Anyhow, on the brief second that I was on the channel before my thumb had a chance to push the up button again, I heard a quote similar to this "...and you can check that in Daniel Webster's dictionary!" My brain yelled "stop" but my thumb was already in motion and by the time I was able to get back to ESPN they were headed to commercial. But I know what I heard and I laughed about it for 10 minutes.
Daniel Webster was a Constitutional lawyer, Congressman, and Secretary of State in the 1800's. Most people now mostly remember him for the story and films "The Devil and Daniel Webster." His name was also used by Mark Twain for the name of a frog in his story "The Celebrated Jumping Frog of Calaveras County". There is also a Daniel Webster College in New Hampshire. And a Liberty class ship was named after him in WWII. He was well known for his oratory skills, intellectual prowess, and constitutional knowledge...you know what he wasn't known for? A dictionary.

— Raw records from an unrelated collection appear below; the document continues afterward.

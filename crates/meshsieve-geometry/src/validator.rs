//! The mesh-quality check battery.
//!
//! Checks run in a fixed order over a shared immutable context and every
//! check contributes to the verdict; there is no short-circuiting between
//! checks, so a verdict always carries the complete diagnosis. The battery
//! is an explicit ordered list of functions, not a trait registry: the set
//! is fixed and auditable.

use crate::bvh::{tri_tri_intersects, Bvh};
use crate::math::{self, Aabb};
use crate::model::GeometryModel;
use meshsieve_core::{
    AssetError, CheckFailure, CheckKind, PipelineConfig, ValidationVerdict,
};
use rand::seq::SliceRandom;
use rand::SeedableRng;
use rand_pcg::Pcg32;
use std::collections::HashSet;

/// Shared immutable context for one validation run.
struct CheckContext<'a> {
    model: &'a GeometryModel,
    config: &'a PipelineConfig,
    asset_id: &'a str,
    /// Face areas, computed once and reused by several checks.
    areas: Vec<f64>,
}

/// Run the full battery over `model` and aggregate the verdict.
///
/// `asset_id` seeds the sampled self-intersection fallback, so a given
/// asset always samples the same faces regardless of batch order.
///
/// The only hard error is [`AssetError::ResourceExhaustion`], raised when
/// the mesh exceeds the self-intersection face ceiling and no sampling
/// budget is configured.
pub fn validate(
    model: &GeometryModel,
    config: &PipelineConfig,
    asset_id: &str,
) -> Result<ValidationVerdict, AssetError> {
    let areas = (0..model.face_count())
        .map(|i| {
            let [p0, p1, p2] = model.face_positions(i);
            math::triangle_area(p0, p1, p2)
        })
        .collect();
    let ctx = CheckContext {
        model,
        config,
        asset_id,
        areas,
    };

    // Fixed order; every check runs.
    let checks: [fn(&CheckContext) -> Result<Option<CheckFailure>, AssetError>; 4] = [
        check_face_count,
        check_degenerate_faces,
        check_normal_consistency,
        check_self_intersections,
    ];

    let mut failures = Vec::new();
    for check in checks {
        if let Some(failure) = check(&ctx)? {
            failures.push(failure);
        }
    }
    Ok(ValidationVerdict::from_failures(failures))
}

/// Check 1: face count within configured bounds.
fn check_face_count(ctx: &CheckContext) -> Result<Option<CheckFailure>, AssetError> {
    let count = ctx.model.face_count();
    let (min, max) = (ctx.config.min_faces, ctx.config.max_faces);
    if count < min {
        return Ok(Some(
            CheckFailure::new(
                CheckKind::FaceCount,
                format!("mesh has {count} face(s), below the minimum of {min}"),
            )
            .with_measured(count.to_string())
            .with_threshold(format!(">= {min}")),
        ));
    }
    if count > max {
        return Ok(Some(
            CheckFailure::new(
                CheckKind::FaceCount,
                format!("mesh has {count} faces, above the maximum of {max}"),
            )
            .with_measured(count.to_string())
            .with_threshold(format!("<= {max}")),
        ));
    }
    Ok(None)
}

/// Check 2: fraction of degenerate faces.
///
/// A face is degenerate when two of its indices coincide, two of its
/// corner positions coincide within epsilon, or its area falls below the
/// configured epsilon. All three conditions are symmetric in the corners,
/// so classification is invariant under index permutation.
fn check_degenerate_faces(ctx: &CheckContext) -> Result<Option<CheckFailure>, AssetError> {
    let face_count = ctx.model.face_count();
    if face_count == 0 {
        return Ok(None);
    }
    let area_eps = ctx.config.degenerate_area_eps;
    let coincident_eps_sq = {
        let eps = ctx.config.coincident_vertex_eps();
        eps * eps
    };

    let mut degenerate = Vec::new();
    for (i, face) in ctx.model.faces().iter().enumerate() {
        let [a, b, c] = *face;
        let [p0, p1, p2] = ctx.model.face_positions(i);
        let coincident = a == b
            || b == c
            || a == c
            || math::distance_sq(p0, p1) < coincident_eps_sq
            || math::distance_sq(p1, p2) < coincident_eps_sq
            || math::distance_sq(p0, p2) < coincident_eps_sq;
        if coincident || ctx.areas[i] < area_eps {
            degenerate.push(i);
        }
    }

    let ratio = degenerate.len() as f64 / face_count as f64;
    if degenerate.is_empty() || ratio <= ctx.config.degenerate_ratio_max {
        return Ok(None);
    }

    let cited: Vec<String> = degenerate.iter().take(8).map(|i| i.to_string()).collect();
    Ok(Some(
        CheckFailure::new(
            CheckKind::DegenerateFaces,
            format!(
                "{} of {} faces are degenerate (faces [{}]{})",
                degenerate.len(),
                face_count,
                cited.join(", "),
                if degenerate.len() > cited.len() {
                    ", ..."
                } else {
                    ""
                }
            ),
        )
        .with_measured(format!("{ratio:.6}"))
        .with_threshold(format!("<= {}", ctx.config.degenerate_ratio_max)),
    ))
}

/// Check 3: stored normals agree with the geometry.
///
/// The geometric normal comes from right-hand winding over the corner
/// positions; the stored normal for a face is the mean of its vertex
/// normals. Faces with no well-defined geometric normal are skipped here
/// (the degeneracy check owns them). Without stored normals the mesh
/// passes as long as normals are reconstructible at all, i.e. at least one
/// face has a usable geometric normal.
fn check_normal_consistency(ctx: &CheckContext) -> Result<Option<CheckFailure>, AssetError> {
    let face_count = ctx.model.face_count();
    if face_count == 0 {
        return Ok(None);
    }

    let geometric: Vec<Option<[f64; 3]>> = (0..face_count)
        .map(|i| {
            let [p0, p1, p2] = ctx.model.face_positions(i);
            math::face_normal(p0, p1, p2)
        })
        .collect();
    let usable = geometric.iter().flatten().count();

    let Some(stored) = ctx.model.normals() else {
        if usable == 0 {
            return Ok(Some(
                CheckFailure::new(
                    CheckKind::NormalConsistency,
                    "mesh has no stored normals and none can be reconstructed \
                     (every face is degenerate)",
                )
                .with_measured("0 reconstructible faces".to_string())
                .with_threshold(">= 1".to_string()),
            ));
        }
        return Ok(None);
    };

    let mut compared = 0usize;
    let mut deviant = 0usize;
    for (i, face) in ctx.model.faces().iter().enumerate() {
        let Some(normal) = geometric[i] else {
            continue;
        };
        let mut mean = [0.0f64; 3];
        for &v in face {
            let n = stored[v as usize];
            mean[0] += n[0] as f64;
            mean[1] += n[1] as f64;
            mean[2] += n[2] as f64;
        }
        compared += 1;
        match math::angle_deg(normal, mean) {
            Some(angle) if angle <= ctx.config.normal_angle_eps_deg => {}
            // Deviation beyond the threshold, or a zero stored normal.
            _ => deviant += 1,
        }
    }

    if compared == 0 {
        return Ok(None);
    }
    let ratio = deviant as f64 / compared as f64;
    if deviant == 0 || ratio <= ctx.config.normal_fail_ratio_max {
        return Ok(None);
    }
    Ok(Some(
        CheckFailure::new(
            CheckKind::NormalConsistency,
            format!(
                "{deviant} of {compared} faces deviate more than {}° from their \
                 geometric normal",
                ctx.config.normal_angle_eps_deg
            ),
        )
        .with_measured(format!("{ratio:.6}"))
        .with_threshold(format!("<= {}", ctx.config.normal_fail_ratio_max)),
    ))
}

/// Check 4: self-intersecting faces.
///
/// A BVH over face boxes prunes candidate pairs; surviving non-adjacent
/// pairs (sharing no vertex index) get the exact triangle test. Above the
/// configured face ceiling the exhaustive scan is replaced by a fixed-seed
/// uniform sample of source faces. Sampling can miss intersections, which
/// is the documented price of bounded latency. Counting stops once the
/// tolerance is exceeded; the verdict reports a lower bound.
fn check_self_intersections(ctx: &CheckContext) -> Result<Option<CheckFailure>, AssetError> {
    let face_count = ctx.model.face_count();
    if face_count < 2 {
        return Ok(None);
    }
    let tolerance = ctx.config.self_intersection_tolerance;

    let sampled = face_count > ctx.config.self_intersection_face_ceiling;
    if sampled && ctx.config.self_intersection_samples == 0 {
        return Err(AssetError::ResourceExhaustion(format!(
            "{face_count} faces exceed the self-intersection ceiling of {} \
             and no sampling budget is configured",
            ctx.config.self_intersection_face_ceiling
        )));
    }

    let aabbs: Vec<Aabb> = (0..face_count)
        .map(|i| {
            let [p0, p1, p2] = ctx.model.face_positions(i);
            Aabb::from_triangle(p0, p1, p2)
        })
        .collect();
    let bvh = Bvh::build(&aabbs);

    let sources: Vec<u32> = if sampled {
        let mut rng = sample_rng(ctx.asset_id);
        let mut all: Vec<u32> = (0..face_count as u32).collect();
        all.shuffle(&mut rng);
        all.truncate(ctx.config.self_intersection_samples);
        all
    } else {
        (0..face_count as u32).collect()
    };

    let area_eps = ctx.config.degenerate_area_eps;
    let mut seen_pairs: HashSet<(u32, u32)> = HashSet::new();
    let mut intersections = 0usize;

    'outer: for &i in &sources {
        // Degenerate faces have no plane to intersect.
        if ctx.areas[i as usize] < area_eps {
            continue;
        }
        let tri_i = ctx.model.face_positions(i as usize);
        let mut candidates = Vec::new();
        bvh.for_each_overlapping(&aabbs[i as usize], &mut |j| {
            if j != i {
                candidates.push(j);
            }
        });
        for j in candidates {
            let pair = (i.min(j), i.max(j));
            if seen_pairs.contains(&pair) {
                continue;
            }
            if shares_vertex(ctx.model.faces()[i as usize], ctx.model.faces()[j as usize]) {
                continue;
            }
            if ctx.areas[j as usize] < area_eps {
                continue;
            }
            seen_pairs.insert(pair);
            if tri_tri_intersects(tri_i, ctx.model.face_positions(j as usize)) {
                intersections += 1;
                if intersections > tolerance {
                    break 'outer;
                }
            }
        }
    }

    if intersections <= tolerance {
        return Ok(None);
    }
    let mode = if sampled {
        format!(
            " (sampled {} of {face_count} faces)",
            ctx.config.self_intersection_samples
        )
    } else {
        String::new()
    };
    Ok(Some(
        CheckFailure::new(
            CheckKind::SelfIntersection,
            format!("found at least {intersections} intersecting face pair(s){mode}"),
        )
        .with_measured(format!(">= {intersections}"))
        .with_threshold(format!("<= {tolerance}")),
    ))
}

fn shares_vertex(a: [u32; 3], b: [u32; 3]) -> bool {
    a.iter().any(|v| b.contains(v))
}

/// Deterministic per-asset RNG for the sampled fallback, derived the same
/// way seeds are derived elsewhere in the pipeline: BLAKE3 over a domain
/// tag plus the asset id.
fn sample_rng(asset_id: &str) -> Pcg32 {
    let hash = blake3::hash(format!("self-intersection:{asset_id}").as_bytes());
    let seed = u64::from_le_bytes(hash.as_bytes()[0..8].try_into().unwrap());
    Pcg32::seed_from_u64(seed)
}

Talking about Webster's Dictionary - as in the Merriam-Webster Dictionary, that is Noah Webster. Noah was Daniel's cousin, but still completely different people. Would you want to always be confused with your cousin? Noah worked in copyright, education during which he created a popular spelling book, and finally created one of the earliest American dictionaries. Noah wanted to standardize American speech and created American English - separate from British English. He thought British English was often unnecessarily complex and he is the reason that we spell "center" instead of "centre", "honor" instead of "honour", and "theater" instead of "theatre"...among many other changes.
I just wanted to give a little credit where credit was due...and tell the footballer that he may want to study a little bit harder.